Bocalinda
es una buena novela, bien pensada, bien compuesta y bien escrita, que debió de
llegar a manos del editor en forma de borrador avanzado. El editor quizá la consideró versión definitiva y la publicó desaliñadamente pensando que nadie
repararía en ello. Hoy hace un año enumeré aquí bastantes gazapos; enseguida el
editor y la claque, sin negarlos, saltaron tal que granizo en albarda contra el
atrevimiento como si les hubieran mentado a la madre. En ediciones sucesivas
han corregido algunos de los traspiés —no porque yo los señalara,
sino porque eran evidentes—, pero no han tocado otros muchos, de
los cuales me atrevo a decir dos, marcadores inmediatos de las ediciones
catetas: vocativos desamparados de comas y palabras partidas al tuntún a final
de renglón. Qué se le va a hacer.
Sin embargo, aquella
reacción virulenta me ha dado qué pensar acerca de este blog, mero
entretenimiento de un jubilado ocioso que no sabe jugar al dominó. Tal vez
convenga precisar algunas cosas:
Bots
aparte, ven cada entrada alrededor de doscientas personas; el blog alcanza,
pues, divulgación muy limitada. Pero quiero creer —de varios lo sé
fehacientemente— que los doscientos visitantes asiduos, sobre generosos, son
inteligentes, cultos, buenos lectores y de agudo espíritu crítico. Lo primero
—que haya escaso público— permite libertades; lo segundo —el público
selecto— obliga a evitar las tonterías. Con la espuela de la
libertad y el bocado del respeto a los lectores gobierno este jamelgo.
Teniendo en
cuenta que el blog trata de libros «de por aquí» y que el mundo de los libros
en general está lleno de gentes pagadas de sí mismas y susceptibles, acaso debiera
proponerme no pisar demasiados callos. No lo haré; a los habitantes del «mundo
del libro», en principio —en principio— no les debo nada; les he comprado el
producto, lo he leído a conciencia —bien o mal es otro asunto— y con buena disposición:
en paz estamos.
Cuando digo que
leo con buena disposición quiero decir también que no soy masoquista ni a estas alturas
de la vida estoy para perder el tiempo: espero que los libros resulten
placenteros y provechosos, y me satisface hallar un buen libro y hablar bien
de él. Pero, obviamente, no me chupo el dedo ni deseo parecer más tonto de lo
que soy alabando libros que no lo merecen: espíritu crítico y defensa de los derechos
del consumidor.
El espíritu
crítico expresado verbalmente se convierte en crítica. En numerosos órdenes de
la vida la crítica está institucionalizada y es profesional. En el de los
libros, lo mismo; se trata de una crítica docta que ejercen rigurosamente
personas de gran formación y se encamina tanto a enjuiciar como a orientar al lector común. Desgraciadamente, crítica tan encopetada apenas
repara en los libros «de por aquí». Por contra se ejercen hoy profusamente,
sobre todo en el universo digital, otros tipos de crítica más o menos limpios:
la crítica propagandística de editoriales y autores; la crítica mafiosa que
vende alabanzas y chantajea con censuras; la crítica olímpica de quien se cree
muy por encima del libro; la crítica banal que aplaude cualquier cosa; la
crítica usurera que presta elogios para cobrarlos luego, etcétera y etcétera.

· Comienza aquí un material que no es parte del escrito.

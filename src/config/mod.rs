//! Application and per-list configuration.

mod list;
mod loader;
mod store;
mod types;

pub use list::{ListConfig, NamedListView, QuickFilter};
pub use loader::ConfigError;
pub use store::ConfigStore;
pub use types::{Config, Defaults, StorageConfig};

Ninguna de ellas practico: la primera porque me sobrepasa, el resto porque las
prohíbe mi religión. Lo que yo intento es, gozosa, desinteresada y limpiamente,
dar cuenta lo mejor que sé de lecturas que me han gustado e invitar al prójimo
a que se sume a la fiesta, sin ocultarle los peros, siempre chicos, que se cuelen
de polizones.
Por último, y lo siento, no logro evitar en ocasiones otra crítica, ingrata pero a mi entender saludable: la
crítica derogatoria, pugnaz y vandálica —eso he dicho— que nace de una
decepción —nunca del afán justiciero— y que será tanto más áspera cuanto más
grande la decepción. A lo mejor no está bien vista en estas tierras; sin
embargo, creo, es precisa, útil y legítima: la ejerceríamos en un restaurante,
en un concierto, en el fútbol: ¿por qué no en el libro?
Huelga decir
que la crítica derogatoria —todas— debe apoyarse en hechos y que los hechos han
de ser contundentes, irrefutables por sí solos. Tampoco es preciso decir que se
puede —se debe— discrepar de mi valoración de los hechos, y hasta justificarlos,
pero, si son ciertos —lo son, lo son—, está feo eludirlos mediante juicios de
intenciones.
Y ahí
seguiremos, si Dios nos da salud, porque no sabemos jugar al dominó.